(Beginning of Data)

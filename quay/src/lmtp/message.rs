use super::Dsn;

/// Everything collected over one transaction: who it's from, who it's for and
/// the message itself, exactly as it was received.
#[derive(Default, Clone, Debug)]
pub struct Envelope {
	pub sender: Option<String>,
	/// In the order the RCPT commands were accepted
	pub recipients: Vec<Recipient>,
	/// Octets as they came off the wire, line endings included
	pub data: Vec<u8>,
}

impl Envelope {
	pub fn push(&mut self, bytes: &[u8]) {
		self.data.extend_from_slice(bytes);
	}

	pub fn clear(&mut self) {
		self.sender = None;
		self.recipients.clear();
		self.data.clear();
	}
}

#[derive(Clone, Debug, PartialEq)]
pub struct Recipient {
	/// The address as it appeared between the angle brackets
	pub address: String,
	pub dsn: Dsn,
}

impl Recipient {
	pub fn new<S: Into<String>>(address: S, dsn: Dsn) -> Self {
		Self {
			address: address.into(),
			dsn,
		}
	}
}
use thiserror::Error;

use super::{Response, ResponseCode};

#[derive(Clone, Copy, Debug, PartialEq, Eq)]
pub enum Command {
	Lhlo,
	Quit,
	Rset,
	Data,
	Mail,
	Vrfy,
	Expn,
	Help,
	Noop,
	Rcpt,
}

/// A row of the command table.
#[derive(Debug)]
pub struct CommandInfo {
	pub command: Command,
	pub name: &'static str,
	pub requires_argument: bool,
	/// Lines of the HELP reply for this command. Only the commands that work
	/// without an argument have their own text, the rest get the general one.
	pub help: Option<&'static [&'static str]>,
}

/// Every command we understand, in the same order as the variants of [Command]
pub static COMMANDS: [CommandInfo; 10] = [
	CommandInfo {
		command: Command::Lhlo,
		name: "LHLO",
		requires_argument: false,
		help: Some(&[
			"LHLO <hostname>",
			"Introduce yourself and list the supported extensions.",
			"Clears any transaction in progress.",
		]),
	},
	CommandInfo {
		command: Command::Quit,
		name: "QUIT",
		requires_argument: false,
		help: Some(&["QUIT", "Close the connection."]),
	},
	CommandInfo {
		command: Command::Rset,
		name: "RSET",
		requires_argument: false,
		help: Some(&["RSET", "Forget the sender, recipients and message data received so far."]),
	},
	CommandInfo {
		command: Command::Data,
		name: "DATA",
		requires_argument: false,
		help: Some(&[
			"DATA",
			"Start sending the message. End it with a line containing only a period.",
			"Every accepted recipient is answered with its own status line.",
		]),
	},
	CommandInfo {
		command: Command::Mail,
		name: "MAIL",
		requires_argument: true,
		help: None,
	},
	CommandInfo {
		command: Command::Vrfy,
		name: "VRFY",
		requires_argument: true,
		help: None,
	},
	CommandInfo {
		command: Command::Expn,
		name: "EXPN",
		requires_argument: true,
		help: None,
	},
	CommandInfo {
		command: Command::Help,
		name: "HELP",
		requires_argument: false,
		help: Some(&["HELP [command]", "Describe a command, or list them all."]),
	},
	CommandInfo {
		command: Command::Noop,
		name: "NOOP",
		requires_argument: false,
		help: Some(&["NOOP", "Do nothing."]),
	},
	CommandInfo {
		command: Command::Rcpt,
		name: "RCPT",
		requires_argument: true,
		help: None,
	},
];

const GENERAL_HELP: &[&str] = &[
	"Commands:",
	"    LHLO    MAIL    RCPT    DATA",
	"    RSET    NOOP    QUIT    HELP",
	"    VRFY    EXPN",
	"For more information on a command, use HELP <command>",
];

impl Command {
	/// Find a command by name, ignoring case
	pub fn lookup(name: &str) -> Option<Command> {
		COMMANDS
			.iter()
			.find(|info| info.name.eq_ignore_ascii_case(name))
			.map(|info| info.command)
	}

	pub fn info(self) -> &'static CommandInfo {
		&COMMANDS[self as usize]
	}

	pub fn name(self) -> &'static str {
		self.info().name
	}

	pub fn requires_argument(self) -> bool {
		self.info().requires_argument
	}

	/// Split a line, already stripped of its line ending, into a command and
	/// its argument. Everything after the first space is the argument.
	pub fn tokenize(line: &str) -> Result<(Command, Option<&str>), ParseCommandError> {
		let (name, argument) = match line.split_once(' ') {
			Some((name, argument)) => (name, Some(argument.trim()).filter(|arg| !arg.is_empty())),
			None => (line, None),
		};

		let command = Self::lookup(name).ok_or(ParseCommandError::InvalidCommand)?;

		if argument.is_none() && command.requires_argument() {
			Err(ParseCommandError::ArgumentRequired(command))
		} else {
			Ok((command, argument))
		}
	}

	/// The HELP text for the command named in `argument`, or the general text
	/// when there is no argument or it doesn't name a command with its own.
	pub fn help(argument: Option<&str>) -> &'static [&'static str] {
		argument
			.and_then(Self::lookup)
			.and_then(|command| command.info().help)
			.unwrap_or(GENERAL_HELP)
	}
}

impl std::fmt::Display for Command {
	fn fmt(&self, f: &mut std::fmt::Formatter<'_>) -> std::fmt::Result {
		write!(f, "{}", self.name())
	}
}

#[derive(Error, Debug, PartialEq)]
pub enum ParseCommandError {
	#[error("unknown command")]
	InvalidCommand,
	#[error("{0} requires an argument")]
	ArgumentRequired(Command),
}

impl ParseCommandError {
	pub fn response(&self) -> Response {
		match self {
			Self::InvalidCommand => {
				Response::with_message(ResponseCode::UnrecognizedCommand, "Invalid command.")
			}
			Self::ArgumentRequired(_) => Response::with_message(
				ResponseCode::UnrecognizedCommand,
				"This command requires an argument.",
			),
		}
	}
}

(End of Data)

*Work to complete*
Report only the number of lines above that contain "address".

*Task answer*
4